Was zeitgleich mit dem Kriegsende einsetzte, war eine Zuwanderungswelle und zwar nicht wie bis dahin, hauptsächlich aus den umliegenden Ortschaften, sondern aus der Moldau und der Region, deren Bezeichnung uns die ganze Kindheit und Jugend begleitete: „dem Altreich“. Damit begann die Wohnungsnot, die bis Mitte der 80er mit wechselnder Intensität halten sollte. Doch erstmals wurden Baulücken geschlossen, mit hässlichen „russischen Blocks“: Bukarester Straße, Traktoren-Viertel im Bereich des Marktes, zwischen Hintergasse u.

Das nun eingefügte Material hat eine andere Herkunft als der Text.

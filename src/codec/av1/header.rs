// Copyright 2025 The ChromiumOS Authors
// Use of this source code is governed by a BSD-style license that can be
// found in the LICENSE file.

//! Parsed AV1 headers, as consumed by the decoder core.
//!
//! These types only carry the fields that drive the frame lifecycle: allocation, reference
//! management and the state carried from one frame to the next. Producing them from OBUs is the
//! job of an [`ObuParser`](crate::decoder::av1::ObuParser).

use enumn::N;

pub const NUM_REF_FRAMES: usize = 8;
pub const REFS_PER_FRAME: usize = 7;
/// Number of reference frame types, including `Intra`.
pub const NUM_REFERENCE_FRAME_TYPES: usize = 8;
pub const MAX_SEGMENTS: usize = 8;
pub const SEG_LVL_MAX: usize = 8;
pub const MAX_NUM_PLANES: usize = 3;
pub const MAX_NUM_Y_POINTS: usize = 16;
pub const MAX_NUM_CB_POINTS: usize = 16;
pub const MAX_NUM_CR_POINTS: usize = 16;
pub const PRIMARY_REF_NONE: u32 = 7;
pub const LOOP_FILTER_MAX_MODE_DELTAS: usize = 2;
pub const WARPEDMODEL_PREC_BITS: u32 = 16;

/// Loop filter reference deltas in effect when a frame has no primary reference.
pub const DEFAULT_LOOP_FILTER_REF_DELTAS: [i8; NUM_REFERENCE_FRAME_TYPES] =
    [1, 0, 0, 0, -1, 0, -1, -1];

#[derive(N, Clone, Copy, Debug, Default, PartialEq, Eq, PartialOrd, Ord)]
pub enum FrameType {
    #[default]
    KeyFrame = 0,
    InterFrame = 1,
    IntraOnlyFrame = 2,
    SwitchFrame = 3,
}

#[derive(N, Clone, Copy, Debug, Default, PartialEq, Eq, PartialOrd, Ord)]
#[repr(i8)]
pub enum ReferenceFrameType {
    #[default]
    None = -1,
    Intra = 0,
    Last = 1,
    Last2 = 2,
    Last3 = 3,
    Golden = 4,
    BwdRef = 5,
    AltRef2 = 6,
    AltRef = 7,
}

#[derive(N, Clone, Copy, Debug, Default, PartialEq, Eq, PartialOrd, Ord)]
pub enum ChromaSamplePosition {
    #[default]
    Unknown = 0,
    Vertical = 1,
    Colocated = 2,
    Reserved = 3,
}

#[derive(N, Clone, Copy, Debug, Default, PartialEq, Eq, PartialOrd, Ord)]
pub enum WarpModelType {
    #[default]
    Identity = 0,
    Translation = 1,
    RotZoom = 2,
    Affine = 3,
}

#[derive(Clone, Debug, PartialEq, Eq)]
pub struct SequenceHeader {
    pub bit_depth: u32,
    pub mono_chrome: bool,
    pub subsampling_x: u32,
    pub subsampling_y: u32,
    pub chroma_sample_position: ChromaSamplePosition,
    pub enable_order_hint: bool,
    pub order_hint_bits: u32,
    /// Frames carry an id, checked against the ids of the frames they reference.
    pub frame_id_numbers_present_flag: bool,
    pub film_grain_params_present: bool,
}

impl Default for SequenceHeader {
    fn default() -> Self {
        Self {
            bit_depth: 8,
            mono_chrome: false,
            subsampling_x: 1,
            subsampling_y: 1,
            chroma_sample_position: Default::default(),
            enable_order_hint: true,
            order_hint_bits: 7,
            frame_id_numbers_present_flag: false,
            film_grain_params_present: false,
        }
    }
}

#[derive(Clone, Debug, Default, PartialEq, Eq)]
pub struct LoopFilterParams {
    pub loop_filter_level: [u8; 4],
    pub loop_filter_delta_enabled: bool,
    /// If not set, the deltas are carried over from the primary reference frame.
    pub loop_filter_delta_update: bool,
    pub loop_filter_ref_deltas: [i8; NUM_REFERENCE_FRAME_TYPES],
    pub loop_filter_mode_deltas: [i8; LOOP_FILTER_MAX_MODE_DELTAS],
}

#[derive(Clone, Debug, Default, PartialEq, Eq)]
pub struct SegmentationParams {
    pub segmentation_enabled: bool,
    /// If not set, the segmentation map of the primary reference frame is used.
    pub segmentation_update_map: bool,
    pub segmentation_temporal_update: bool,
    /// If not set, the feature data is carried over from the primary reference frame.
    pub segmentation_update_data: bool,
    pub feature_enabled: [[bool; SEG_LVL_MAX]; MAX_SEGMENTS],
    pub feature_data: [[i16; SEG_LVL_MAX]; MAX_SEGMENTS],
    /// Same as SegIdPreSkip
    pub seg_id_pre_skip: bool,
    /// Same as LastActiveSegId
    pub last_active_seg_id: u8,
}

#[derive(Clone, Copy, Debug, PartialEq, Eq)]
pub struct GlobalMotion {
    pub gm_type: WarpModelType,
    pub params: [i32; 6],
}

impl Default for GlobalMotion {
    fn default() -> Self {
        Self {
            gm_type: WarpModelType::Identity,
            params: [0, 0, 1 << WARPEDMODEL_PREC_BITS, 0, 0, 1 << WARPEDMODEL_PREC_BITS],
        }
    }
}

#[derive(Clone, Debug, Default, PartialEq, Eq)]
pub struct FilmGrainParams {
    pub apply_grain: bool,
    pub grain_seed: u16,
    pub update_grain: bool,
    pub film_grain_params_ref_idx: u8,
    pub num_y_points: u8,
    pub point_y_value: [u8; MAX_NUM_Y_POINTS],
    pub point_y_scaling: [u8; MAX_NUM_Y_POINTS],
    pub chroma_scaling_from_luma: bool,
    pub num_cb_points: u8,
    pub point_cb_value: [u8; MAX_NUM_CB_POINTS],
    pub point_cb_scaling: [u8; MAX_NUM_CB_POINTS],
    pub num_cr_points: u8,
    pub point_cr_value: [u8; MAX_NUM_CR_POINTS],
    pub point_cr_scaling: [u8; MAX_NUM_CR_POINTS],
    pub grain_scaling_minus_8: u8,
    pub ar_coeff_lag: u32,
    pub ar_coeff_shift_minus_6: u8,
    pub grain_scale_shift: u8,
    pub overlap_flag: bool,
    pub clip_to_restricted_range: bool,
}

#[derive(Clone, Debug, PartialEq, Eq)]
pub struct TileInfo {
    pub tile_cols: u32,
    pub tile_rows: u32,
    /// Specifies which tile to use for the CDF update
    pub context_update_tile_id: u32,
    /// Number of bytes used to code each `tile_size_minus_1`.
    pub tile_size_bytes: u32,
    /// Start column of each tile, in units of 4x4 luma samples. The last entry is the frame
    /// width in 4x4 units.
    pub mi_col_starts: Vec<u32>,
    /// Start row of each tile, in units of 4x4 luma samples. The last entry is the frame height
    /// in 4x4 units.
    pub mi_row_starts: Vec<u32>,
}

impl Default for TileInfo {
    fn default() -> Self {
        Self {
            tile_cols: 1,
            tile_rows: 1,
            context_update_tile_id: 0,
            tile_size_bytes: 4,
            mi_col_starts: vec![0, 0],
            mi_row_starts: vec![0, 0],
        }
    }
}

impl TileInfo {
    /// Splits a `rows4x4` x `columns4x4` frame into a grid of evenly sized tiles.
    pub fn uniform(tile_cols: u32, tile_rows: u32, rows4x4: u32, columns4x4: u32) -> Self {
        let starts = |count: u32, size: u32| -> Vec<u32> {
            (0..=count).map(|i| (i * size) / count.max(1)).collect()
        };

        Self {
            tile_cols,
            tile_rows,
            context_update_tile_id: 0,
            tile_size_bytes: 4,
            mi_col_starts: starts(tile_cols, columns4x4),
            mi_row_starts: starts(tile_rows, rows4x4),
        }
    }

    pub fn num_tiles(&self) -> usize {
        self.tile_cols as usize * self.tile_rows as usize
    }
}

#[derive(Clone, Debug, Default, PartialEq, Eq)]
pub struct FrameHeader {
    /// If set, the frame indexed by `frame_to_show_map_idx` is to be output. Nothing else in
    /// the header is relevant then.
    pub show_existing_frame: bool,
    pub frame_to_show_map_idx: u8,
    /// Expected id of the frame shown with `show_existing_frame`.
    pub display_frame_id: u16,
    pub frame_type: FrameType,
    pub show_frame: bool,
    pub showable_frame: bool,
    pub disable_cdf_update: bool,
    pub disable_frame_end_update_cdf: bool,
    pub current_frame_id: u16,
    pub primary_ref_frame: u32,
    /// Slot of the reference frame used by each of LAST_FRAME..ALTREF_FRAME.
    pub ref_frame_idx: [u8; REFS_PER_FRAME],
    pub refresh_frame_flags: u8,
    pub order_hint: u32,
    /// OrderHints[] of the frame, indexed by reference frame type.
    pub order_hints: [u32; NUM_REFERENCE_FRAME_TYPES],
    pub frame_width: u32,
    pub frame_height: u32,
    pub upscaled_width: u32,
    pub render_width: u32,
    pub render_height: u32,
    pub rows4x4: u32,
    pub columns4x4: u32,
    pub loop_filter_params: LoopFilterParams,
    pub segmentation_params: SegmentationParams,
    pub global_motion: [GlobalMotion; NUM_REFERENCE_FRAME_TYPES],
    pub film_grain_params: FilmGrainParams,
    pub tile_info: TileInfo,
}

impl FrameHeader {
    /// Sets the frame, upscaled and render sizes to `width` x `height` and derives the size of
    /// the frame in 4x4 units, as done by compute_image_size() (7.9).
    pub fn set_frame_size(&mut self, width: u32, height: u32) {
        self.frame_width = width;
        self.frame_height = height;
        self.upscaled_width = width;
        self.render_width = width;
        self.render_height = height;
        self.columns4x4 = 2 * ((width + 7) >> 3);
        self.rows4x4 = 2 * ((height + 7) >> 3);
    }

    /// Same as FrameIsIntra.
    pub fn frame_is_intra(&self) -> bool {
        matches!(self.frame_type, FrameType::KeyFrame | FrameType::IntraOnlyFrame)
    }
}

#[cfg(test)]
mod tests {
    use super::*;

    #[test]
    fn frame_size_in_4x4_units() {
        let mut header = FrameHeader::default();
        header.set_frame_size(100, 50);
        assert_eq!(header.columns4x4, 26);
        assert_eq!(header.rows4x4, 14);
        assert_eq!((header.upscaled_width, header.frame_height), (100, 50));
    }

    #[test]
    fn uniform_tile_grid() {
        let info = TileInfo::uniform(2, 3, 30, 40);
        assert_eq!(info.num_tiles(), 6);
        assert_eq!(info.mi_col_starts, vec![0, 20, 40]);
        assert_eq!(info.mi_row_starts, vec![0, 10, 20, 30]);
    }

    #[test]
    fn reference_frame_type_values() {
        assert_eq!(ReferenceFrameType::n(-1), Some(ReferenceFrameType::None));
        assert_eq!(ReferenceFrameType::n(7), Some(ReferenceFrameType::AltRef));
        assert_eq!(ReferenceFrameType::default() as i8, -1);
    }
}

Fabrikstraße (hinter der Gasgesellschaft), Petersberger Straße in etwa derselben Höhe wie sich der Mittwoch-Markt befindet, aber auch an anderen Standorten.

Anfangs wurden keine Gebäude abgerissen (mit sehr wenigen Ausnahmen) um Neubauten Platz zu machen. Da die Wohnungsnot akuter wurde, erklärte man Kronstadt zeitweilig als „geschlossen“. Eine „Verfügung“ die von den volkseigenen Werken mit dem Trick der „Visum für Flotanten“ umgangen wurde. Die ersten Plattenbauviertel wurden nach einem Stadtplan von 1960 angelegt. Ein Plan, welcher öfters verändert wurde: die Verlegung des Hauptbahnhofes aus der Bahnstraße an den Rand des Freizeitparks vor dem Traktorenwerk dauerte etwa drei Jahre und die Verbindungsstraßen (heutige Gării und Victoriei) hatten nicht immer den jetzigen Verlauf. 

Die Einweihung des heutigen Hauptbahnhofes fand am 23. August 1963 statt, doch die Verlegung der Gleise zu diesem Gebäude war schon Monate vorher abgeschlossen. Man hatte schon die alte Strecke geräumt und mit drei großen Bauprojekten begonnen: den Gării-Boulevard von der Petersberger Straße zum Bahnhof, ohne andere Abschnitte, den Saturn-Boulevard, dessen Ausbau erst nach 1970 fertig wurde und das Traktoren-Viertel.

Letzteres war durch das Verlegen der Bahngleise in zwei Teile zerfallen: einer bestehend aus Reihenhäusern, der Stadt zugewandt um die Aurel Vlaicu Straße und einer aus Neubauten, dessen Abgrenzung bis etwa 1980 die Independen]ei-Straße bleiben sollte. Die Verkehrsachse auf den Bahnhof zu, heute Bulevardul Victoriei, wurde in zwei Zügen gebaut: bis etwa 1970 die Hochhäuser rechts, wenn man Richtung Bahnhof blickt mit dem ursprünglich als Hotel geplanten „Căprioara“ Block und dem „Rapidul“ Selbstbedienungsladen. Dafür wurden wenig Bauten geopfert, die wenigen, die weichen mussten, befanden sich gegenüber, im Bereich des Meşotă-Lyzeums, wo einst auch ein Sportplatz der Eisenbahner war. Demnach kann man sagen, dass vor 1980, Kronstadt je nach Zählweise, bis zu sechs Stadtviertel hatte, nicht klar abgegrenzt  und auch nur vage bezeichnet, zum Beispiel „bei den Gemenii“.